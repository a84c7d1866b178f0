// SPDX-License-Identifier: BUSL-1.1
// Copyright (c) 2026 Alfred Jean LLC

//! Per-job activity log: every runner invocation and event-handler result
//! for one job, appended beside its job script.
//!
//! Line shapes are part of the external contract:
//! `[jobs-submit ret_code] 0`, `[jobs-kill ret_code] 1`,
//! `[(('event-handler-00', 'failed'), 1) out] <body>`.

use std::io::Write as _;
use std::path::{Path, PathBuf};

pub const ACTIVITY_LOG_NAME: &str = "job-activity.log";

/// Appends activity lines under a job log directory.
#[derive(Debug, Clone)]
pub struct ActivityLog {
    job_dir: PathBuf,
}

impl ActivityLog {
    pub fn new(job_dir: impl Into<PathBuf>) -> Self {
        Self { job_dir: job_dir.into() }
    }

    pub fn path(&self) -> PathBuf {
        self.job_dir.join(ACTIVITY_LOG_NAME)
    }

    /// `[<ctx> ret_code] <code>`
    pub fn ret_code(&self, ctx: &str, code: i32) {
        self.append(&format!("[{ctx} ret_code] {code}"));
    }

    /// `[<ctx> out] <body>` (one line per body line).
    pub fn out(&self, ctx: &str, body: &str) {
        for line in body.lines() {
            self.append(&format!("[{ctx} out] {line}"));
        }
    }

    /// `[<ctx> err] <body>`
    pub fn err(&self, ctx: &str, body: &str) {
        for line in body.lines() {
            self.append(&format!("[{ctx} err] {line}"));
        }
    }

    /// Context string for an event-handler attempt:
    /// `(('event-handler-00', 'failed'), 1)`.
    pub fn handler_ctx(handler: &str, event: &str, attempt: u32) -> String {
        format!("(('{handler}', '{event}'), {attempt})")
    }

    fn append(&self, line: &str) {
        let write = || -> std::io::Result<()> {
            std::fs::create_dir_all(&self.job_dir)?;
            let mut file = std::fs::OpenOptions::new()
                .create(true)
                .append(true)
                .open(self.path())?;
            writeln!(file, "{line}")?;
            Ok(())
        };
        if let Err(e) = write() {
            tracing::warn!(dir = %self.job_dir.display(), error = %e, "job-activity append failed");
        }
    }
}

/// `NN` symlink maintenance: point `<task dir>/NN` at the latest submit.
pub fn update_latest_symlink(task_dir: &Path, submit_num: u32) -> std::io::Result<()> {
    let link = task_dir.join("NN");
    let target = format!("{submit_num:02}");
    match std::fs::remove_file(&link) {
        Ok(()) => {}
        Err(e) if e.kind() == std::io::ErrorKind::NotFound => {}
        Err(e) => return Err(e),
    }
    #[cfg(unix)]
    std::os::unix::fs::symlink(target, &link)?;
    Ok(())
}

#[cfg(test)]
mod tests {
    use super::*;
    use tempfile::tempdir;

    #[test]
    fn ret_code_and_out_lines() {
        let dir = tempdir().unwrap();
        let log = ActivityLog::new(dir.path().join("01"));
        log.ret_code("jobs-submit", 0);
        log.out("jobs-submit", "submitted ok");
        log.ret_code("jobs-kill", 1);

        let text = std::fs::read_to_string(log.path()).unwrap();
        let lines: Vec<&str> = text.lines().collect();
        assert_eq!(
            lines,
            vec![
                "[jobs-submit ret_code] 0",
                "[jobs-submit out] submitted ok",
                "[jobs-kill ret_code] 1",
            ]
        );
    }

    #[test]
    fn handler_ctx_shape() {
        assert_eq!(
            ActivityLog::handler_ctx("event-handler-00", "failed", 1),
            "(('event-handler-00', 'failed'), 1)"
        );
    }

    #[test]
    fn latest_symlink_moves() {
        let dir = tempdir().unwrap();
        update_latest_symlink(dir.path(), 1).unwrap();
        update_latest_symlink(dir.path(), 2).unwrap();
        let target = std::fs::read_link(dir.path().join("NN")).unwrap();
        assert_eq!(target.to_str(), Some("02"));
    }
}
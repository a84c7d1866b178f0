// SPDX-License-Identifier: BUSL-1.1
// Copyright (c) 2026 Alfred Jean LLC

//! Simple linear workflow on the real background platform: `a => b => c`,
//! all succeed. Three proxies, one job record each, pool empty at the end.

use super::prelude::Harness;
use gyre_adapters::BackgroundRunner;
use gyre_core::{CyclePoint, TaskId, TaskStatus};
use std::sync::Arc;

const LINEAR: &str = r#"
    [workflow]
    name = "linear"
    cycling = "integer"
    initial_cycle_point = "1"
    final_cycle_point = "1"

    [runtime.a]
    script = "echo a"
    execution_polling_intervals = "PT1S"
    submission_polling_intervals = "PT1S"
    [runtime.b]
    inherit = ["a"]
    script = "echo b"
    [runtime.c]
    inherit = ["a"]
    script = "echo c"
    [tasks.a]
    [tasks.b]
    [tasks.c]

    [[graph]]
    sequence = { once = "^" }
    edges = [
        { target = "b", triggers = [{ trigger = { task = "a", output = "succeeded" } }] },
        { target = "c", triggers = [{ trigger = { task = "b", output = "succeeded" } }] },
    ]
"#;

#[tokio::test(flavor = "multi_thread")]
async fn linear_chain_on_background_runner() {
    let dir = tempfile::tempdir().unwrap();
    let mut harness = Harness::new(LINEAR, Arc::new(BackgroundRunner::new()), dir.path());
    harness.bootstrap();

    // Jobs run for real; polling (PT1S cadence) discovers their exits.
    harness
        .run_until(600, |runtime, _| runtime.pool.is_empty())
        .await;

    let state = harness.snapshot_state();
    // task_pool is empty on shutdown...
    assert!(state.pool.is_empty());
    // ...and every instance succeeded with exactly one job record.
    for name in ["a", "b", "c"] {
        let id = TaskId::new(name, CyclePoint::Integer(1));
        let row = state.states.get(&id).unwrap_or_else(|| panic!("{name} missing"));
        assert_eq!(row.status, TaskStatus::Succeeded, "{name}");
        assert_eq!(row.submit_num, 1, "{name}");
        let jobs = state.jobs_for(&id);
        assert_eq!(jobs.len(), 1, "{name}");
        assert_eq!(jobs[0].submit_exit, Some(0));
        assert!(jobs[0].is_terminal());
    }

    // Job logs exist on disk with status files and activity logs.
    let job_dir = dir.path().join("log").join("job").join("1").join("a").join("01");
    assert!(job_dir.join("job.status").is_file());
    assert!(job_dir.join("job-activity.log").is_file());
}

• • • •

Where the line with "use std::io::Write as _;" ends, your copy should end too; please return exactly the lines from the first line of the data through it.

OUTPUT FOR THIS TASK:
repository a84c7d1866b178f0
// SPDX-License-Identifier: BUSL-1.1
// Copyright (c) 2026 Alfred Jean LLC

//! Per-job activity log: every runner invocation and event-handler result
//! for one job, appended beside its job script.
//!
//! Line shapes are part of the external contract:
//! `[jobs-submit ret_code] 0`, `[jobs-kill ret_code] 1`,
//! `[(('event-handler-00', 'failed'), 1) out] <body>`.

use std::io::Write as _;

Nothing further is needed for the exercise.